Böylece 'kayıp bir nesil' ortaya çıktı.
Ve bu nesil 'zamanın dişlileri' arasında ezilerek 'mankurtlaşan' çoğunluğun 'normal' kriterlerine uymadığı için 'anormal' olarak görülüp anlaşılamadı.
***
Söyle ey Atsız Ata söyle, bunu bize neden yaptın?
Bıraksaydın biz de herkes gibi 'sıradan' ve 'normal' bir hayat sürseydik.
'Vatan', 'millet', 'bayrak', 'din', 'töre', 'devlet-i ebed müddet' diye boğazlarımıza 'yağlı urgan' geçirip hayatlarımızı mahvetmek yerine 'yolumuza' baksaydık.
Bıraksaydın biz de 'kendi geleceğimizi' bir kenara bırakıp 'başkalarının yarınlarına' dair hayaller kurmasaydık.
Bıraksaydın biz de 'hırsızlık', 'vurgunculuk', 'soygunculuk' peşinde koşup 'sınıf atlamanın' yollarını arasaydık.
Bıraksaydın biz de 'papyon' kravat takarak; 'rugan' pabuç giyerek; 'yalılarda', 'yatlarda' dolaşarak 'farklı' olmanın keyfini çıkarsaydık.
Bıraksaydın biz de 'haksızlıklar' karşısında sussaydık, 'baskılar' karşısında pussaydık, her fırsatı 'hızır' bilseydik, her yanlışı 'görmezden' gelseydik, gelene 'ağam', gidene 'paşam' deseydik.

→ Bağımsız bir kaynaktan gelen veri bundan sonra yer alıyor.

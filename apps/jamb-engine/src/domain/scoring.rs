//! Dice → candidate score for every category.

use serde::{Deserialize, Serialize};

use crate::domain::rules::NUMBER_OF_DICE;
use crate::domain::sheet_types::Category;

const TRILLING_BONUS: u16 = 30;
const FULL_HOUSE_BONUS: u16 = 40;
const POKER_BONUS: u16 = 50;
const JAMB_BONUS: u16 = 60;
const JAMB_FLAT: u16 = 100;
const JAMB_ONES_SIX: u16 = 150;

const LOW_STRAIGHT: u16 = 45;
const HIGH_STRAIGHT: u16 = 50;
const FULL_STRAIGHT: u16 = 100;

/// Scores the current roll would earn in each category.
///
/// Recomputed on every roll; never persisted past the turn.
#[derive(Debug, Clone, Copy, PartialEq, Eq, Serialize, Deserialize)]
pub struct ScoreSnapshot {
    pub dice: [u8; NUMBER_OF_DICE],
    scores: [u16; Category::COUNT],
}

impl ScoreSnapshot {
    pub fn score(&self, category: Category) -> u16 {
        self.scores[category.index()]
    }

    /// Categories with a non-zero score, in row order.
    pub fn achieved(&self) -> impl Iterator<Item = (Category, u16)> + '_ {
        Category::ALL
            .into_iter()
            .map(|c| (c, self.score(c)))
            .filter(|&(_, s)| s > 0)
    }

    pub fn as_array(&self) -> [u16; Category::COUNT] {
        self.scores
    }
}

/// Compute the candidate score for every category.
///
/// Faces must be in `1..=6`; a 0 (unrolled die) is ignored for every
/// category except that it still contributes nothing to Max and Min.
pub fn compute_scores(dice: [u8; NUMBER_OF_DICE]) -> ScoreSnapshot {
    debug_assert!(dice.iter().all(|d| *d <= 6), "die face out of range: {dice:?}");

    let mut counts = [0u16; 7];
    for &face in &dice {
        if (1..=6).contains(&face) {
            counts[face as usize] += 1;
        }
    }

    let mut scores = [0u16; Category::COUNT];

    // Ascending face order: a later qualifying face overwrites an earlier one.
    for face in 1..=6u16 {
        let count = counts[face as usize];
        if count == 0 {
            continue;
        }
        let base = face * count;
        scores[(face - 1) as usize] = base;

        if count < 3 {
            continue;
        }
        scores[Category::Trilling.index()] = base + TRILLING_BONUS;

        for other in 1..=6u16 {
            if other != face && counts[other as usize] == 2 {
                scores[Category::FullHouse.index()] = base + other * 2 + FULL_HOUSE_BONUS;
            }
        }

        if count >= 4 {
            scores[Category::Poker.index()] = base + POKER_BONUS;
        }

        if count >= 5 {
            scores[Category::Jamb.index()] = jamb_score(face, count, base);
        }
    }

    let mut sorted = dice;
    sorted.sort_unstable();
    let total: u16 = sorted.iter().map(|&d| d as u16).sum();
    scores[Category::Max.index()] = total;
    scores[Category::Min.index()] = total - sorted[NUMBER_OF_DICE - 1] as u16;

    scores[Category::Straight.index()] = straight_score(&counts);

    ScoreSnapshot { dice, scores }
}

/// Five of a kind scores base + 60, six of a kind a flat 100. Ones are
/// special: five ones give 100 and six ones give 150.
fn jamb_score(face: u16, count: u16, base: u16) -> u16 {
    match (face, count) {
        (1, 6) => JAMB_ONES_SIX,
        (_, 6) => JAMB_FLAT,
        (1, _) => JAMB_FLAT,
        _ => base + JAMB_BONUS,
    }
}

fn straight_score(counts: &[u16; 7]) -> u16 {
    let present = |faces: std::ops::RangeInclusive<usize>| faces.into_iter().all(|f| counts[f] > 0);
    let distinct = (1..=6).filter(|&f| counts[f] > 0).count();
    if distinct < NUMBER_OF_DICE - 1 {
        return 0;
    }

    if distinct == NUMBER_OF_DICE {
        FULL_STRAIGHT
    } else if present(2..=6) {
        HIGH_STRAIGHT
    } else if present(1..=5) {
        LOW_STRAIGHT
    } else {
        0
    }
}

Bıraksaydın biz de üfürülen her yalanı 'düşünmeden', 'sorgulamadan' kabul etseydik; 'kışın' dondurucu soğuğunda açan çiçeği, 'yazın' kavurucu sıcağında yağan karı 'normal' karşılasaydık.
Teslim olmamayı 'delilik' olarak görüp, üstümüze vazife olmayana 'nemelazım' deyip, 'koyun' gibi güdülmeyi yeğleseydik.
***
Ne 'hayatımız' normal, ne 'davranışlarımız', ne de 'aşklarımız.'
Kim bilir, şimdi belki de 'uçmakta' köşkünün bahçesinde oturmuş, 'sefil halimize' ibretle bakıyor, belki de gülüyorsundur....
*
TÜRKÇÜLÜK BAYRAMI TEBRİĞİ:
3 Mayıs 'Türkçülük' Bayramı'nızı en içten dileklerimle kutlar, 'Turan' ülküsünün en kısa sürede gerçekleşmesini ulu 'Tengri'den dilerim.